Top of Supplied records
//! Registration Tests
//!
//! Tests for sensor type registration:
//! - Local idempotent registration
//! - Registration through the remote call gateway and loopback service
//! - Typed gateway failures for unreachable and faulting services

use crate::*;
use invoscope::prelude::*;
use invoscope_remote::{RemoteRequest, RemoteResponse, TransportError};
use std::sync::Arc;
use std::thread;
use std::time::Duration;

fn bar() -> SensorTypeConfig {
    SensorTypeConfig::new("com.foo.Bar", ["int", "string"])
}

/// Service whose transport is down
struct Unreachable;

impl ServiceRef for Unreachable {
    fn invoke(
        &self,
        _request: &RemoteRequest,
        _timeout: Duration,
    ) -> std::result::Result<RemoteResponse, TransportError> {
        Err(TransportError::Unreachable("connection refused".into()))
    }
}

// =============================================================================
// Local Registration
// =============================================================================

#[test]
fn test_register_is_idempotent() {
    let collector = create_collector();
    let a = collector.register_sensor_type(7, &bar());
    let b = collector.register_sensor_type(7, &bar());
    assert_eq!(a, b);
    assert_eq!(collector.registrations().len(), 1);
}

#[test]
fn test_distinct_signatures_get_distinct_ids() {
    let collector = create_collector();
    let a = collector.register_sensor_type(7, &bar());
    let b = collector.register_sensor_type(7, &SensorTypeConfig::new("com.foo.Bar", ["int"]));
    let c = collector.register_sensor_type(8, &bar());
    assert_ne!(a, b);
    assert_ne!(a, c);
    assert_eq!(collector.registrations().platform_entries(7).len(), 2);
}

#[test]
fn test_platform_teardown_drops_entries() {
    let collector = create_collector();
    collector.register_sensor_type(7, &bar());
    collector.register_sensor_type(7, &SensorTypeConfig::new("com.foo.Baz", ["long"]));
    assert_eq!(collector.registrations().drop_platform(7), 2);
    assert!(collector.registrations().lookup(7, &bar()).is_none());
}

// =============================================================================
// Gateway Registration
// =============================================================================

#[test]
fn test_register_through_gateway() {
    let collector = create_collector();
    let service = collector.service();

    let remote = collector
        .gateway()
        .register_sensor_type(&service, 7, &bar())
        .unwrap();
    let local = collector.register_sensor_type(7, &bar());
    assert_eq!(remote, local);
}

/// Two agents racing the same registration through the gateway
#[test]
fn test_concurrent_gateway_registration_converges() {
    let collector = Arc::new(create_collector());

    let handles: Vec<_> = (0..2)
        .map(|_| {
            let collector = Arc::clone(&collector);
            thread::spawn(move || {
                let service = collector.service();
                collector
                    .gateway()
                    .register_sensor_type(&service, 7, &bar())
                    .unwrap()
            })
        })
        .collect();

    let ids: Vec<_> = handles.into_iter().map(|h| h.join().unwrap()).collect();
    assert_eq!(ids[0], ids[1]);

    let entries = collector.registrations().platform_entries(7);
    assert_eq!(entries.len(), 1);
    assert_eq!(entries[0].0.class_name, "com.foo.Bar");
}

#[test]
fn test_remote_fault_is_reported() {
    let collector = create_collector();
    let service = collector.service();
    let err = collector
        .gateway()
        .register_sensor_type(&service, 7, &SensorTypeConfig::new("  ", ["int"]))
        .unwrap_err();

    let err = Error::from(err);
    assert!(matches!(err, Error::RemoteFault(ref msg) if msg.contains("class name")));
    assert!(err.is_retryable());
    assert!(collector.registrations().is_empty());
}

#[test]
fn test_unreachable_service_is_connection_error() {
    let collector = create_collector();
    let err = collector
        .gateway()
        .register_sensor_type(&Unreachable, 7, &bar())
        .unwrap_err();
    assert!(matches!(Error::from(err), Error::Connection(_)));
}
Bottom of Supplied records
_Your goal:_ Starting with the first line of the data above, copy each line exactly until you reach the line with "use invoscope::prelude::*;"; include that line as well.

_Solution to this problem:_
//! Registration Tests
//!
//! Tests for sensor type registration:
//! - Local idempotent registration
//! - Registration through the remote call gateway and loopback service
//! - Typed gateway failures for unreachable and faulting services

use crate::*;
use invoscope::prelude::*;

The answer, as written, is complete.